Limitations of the study

All in all, it can be clearly stated that the results of the present study have some limitations and should be interpreted with caution. The fact that a number of persons at atherosclerosis risk (both middle-aged and elderly) were on antioxidant medications and excluded from our study led to a relatively small sample size, and should therefore be considered a potential limit of this study. However, although the sample size gathered is larger than most sample sizes previously reported, it is still relatively small and may restrict the power to detect associations with statistical analyses. Thus, the inclusion of a greater number of subjects is warranted to improve the power of future studies.

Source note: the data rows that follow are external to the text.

//! Chain client backed by an ethers HTTP provider

use super::{ChainClient, Receipt};
use crate::config::ChainConfig;
use crate::error::{BridgeError, BridgeResult};
use crate::tx::BridgeTransaction;

use async_trait::async_trait;
use ethers::prelude::*;
use ethers::signers::{LocalWallet, Signer};
use std::time::Duration;
use tokio::time::timeout;
use tracing::{debug, error, info};

/// Bound on each individual RPC call, separate from the receipt wait
const RPC_TIMEOUT: Duration = Duration::from_secs(30);

/// ethers provider for one network, HTTP unless a transport is given
pub struct EthersChainClient<P = Http> {
    name: String,
    chain_id: u64,
    provider: Provider<P>,
    receipt_timeout: Duration,
    poll_interval: Duration,
}

impl EthersChainClient<Http> {
    /// Create a client; no network access happens here
    pub fn new(config: &ChainConfig) -> BridgeResult<Self> {
        let provider = Provider::<Http>::try_from(config.rpc_url.as_str()).map_err(|e| {
            BridgeError::Connectivity {
                chain_id: config.chain_id,
                message: format!("Invalid RPC URL {}: {}", config.rpc_url, e),
            }
        })?;

        debug!("Created HTTP provider for {} ({})", config.name, config.chain_id);

        Ok(Self::with_provider(
            config.name.clone(),
            config.chain_id,
            provider.interval(config.receipt_poll_interval()),
            config.receipt_timeout(),
            config.receipt_poll_interval(),
        ))
    }
}

impl<P: JsonRpcClient> EthersChainClient<P> {
    pub fn with_provider(
        name: String,
        chain_id: u64,
        provider: Provider<P>,
        receipt_timeout: Duration,
        poll_interval: Duration,
    ) -> Self {
        Self {
            name,
            chain_id,
            provider,
            receipt_timeout,
            poll_interval,
        }
    }

    pub fn name(&self) -> &str {
        &self.name
    }

    fn connectivity_error(&self, message: impl Into<String>) -> BridgeError {
        BridgeError::Connectivity {
            chain_id: self.chain_id,
            message: message.into(),
        }
    }

    /// Poll until the receipt shows up with a block number
    async fn poll_receipt(&self, tx_hash: H256) -> BridgeResult<Receipt> {
        loop {
            let receipt = self
                .provider
                .get_transaction_receipt(tx_hash)
                .await
                .map_err(|e| BridgeError::rpc(self.chain_id, "get_transaction_receipt", e))?;

            if let Some(receipt) = receipt {
                if let Some(block_number) = receipt.block_number {
                    return Ok(Receipt {
                        tx_hash,
                        block_number: block_number.as_u64(),
                        status: receipt.status.map(|s| s.as_u64()),
                    });
                }
            }

            tokio::time::sleep(self.poll_interval).await;
        }
    }
}

#[async_trait]
impl<P: JsonRpcClient + 'static> ChainClient for EthersChainClient<P> {
    fn chain_id(&self) -> u64 {
        self.chain_id
    }

    async fn check_connectivity(&self) -> BridgeResult<()> {
        let block = timeout(RPC_TIMEOUT, self.provider.get_block_number())
            .await
            .map_err(|_| self.connectivity_error("Timed out fetching block number"))?
            .map_err(|e| self.connectivity_error(e.to_string()))?;

        let reported = timeout(RPC_TIMEOUT, self.provider.get_chainid())
            .await
            .map_err(|_| self.connectivity_error("Timed out fetching chain id"))?
            .map_err(|e| self.connectivity_error(e.to_string()))?;

        if reported != U256::from(self.chain_id) {
            error!(
                "{} endpoint reports chain {}, expected {}",
                self.name, reported, self.chain_id
            );
            return Err(self.connectivity_error(format!(
                "Endpoint serves chain {}, expected {}",
                reported, self.chain_id
            )));
        }

        info!(
            "Connected to {} (chain {}) at block {}",
            self.name, self.chain_id, block
        );
        Ok(())
    }

    async fn get_nonce(&self, address: Address) -> BridgeResult<u64> {
        let nonce = timeout(
            RPC_TIMEOUT,
            self.provider
                .get_transaction_count(address, Some(BlockNumber::Pending.into())),
        )
        .await
        .map_err(|_| BridgeError::rpc(self.chain_id, "get_nonce", "request timed out"))?
        .map_err(|e| BridgeError::rpc(self.chain_id, "get_nonce", e))?;

        Ok(nonce.as_u64())
    }

    async fn sign(&self, tx: &BridgeTransaction, wallet: &LocalWallet) -> BridgeResult<Bytes> {
        let typed = tx.to_typed();
        let wallet = wallet.clone().with_chain_id(self.chain_id);

        let signature = wallet
            .sign_transaction(&typed)
            .await
            .map_err(|e| BridgeError::Wallet(format!("Failed to sign transaction: {}", e)))?;

        Ok(typed.rlp_signed(&signature))
    }

    async fn send(&self, raw: Bytes) -> BridgeResult<H256> {
        let pending = timeout(RPC_TIMEOUT, self.provider.send_raw_transaction(raw))
            .await
            .map_err(|_| BridgeError::rpc(self.chain_id, "send", "request timed out"))?
            .map_err(|e| BridgeError::rpc(self.chain_id, "send", e))?;

        Ok(pending.tx_hash())
    }

    async fn await_receipt(&self, tx_hash: H256) -> BridgeResult<Receipt> {
        match timeout(self.receipt_timeout, self.poll_receipt(tx_hash)).await {
            Ok(result) => result,
            Err(_) => Err(BridgeError::ReceiptTimeout {
                chain_id: self.chain_id,
                tx_hash: format!("{:?}", tx_hash),
                waited_secs: self.receipt_timeout.as_secs(),
            }),
        }
    }
}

In addition, we only calculated risk for atherosclerosis or coronary artery diseases; therefore, the serum measurement of oxidant–antioxidant markers and glycated proteins does not necessarily reflect the influence of its balance in former diseased patients.

Conclusions

It would be worth mentioning that the factors which impact oxidant–antioxidant status are not only essential in understanding the pathomechanisms of senescence but also in the development of chronic diseases. Furthermore, lipid metabolism and oxidant–antioxidant balance are largely conditioned by a number of factors when we age. Healthy aging, however, may be maintained throughout proper lipid control. Moreover, data support the premise that lipid metabolism and oxidative stress may play an important role in the initial phases of glycation plasma proteins particularly among healthy elderly persons.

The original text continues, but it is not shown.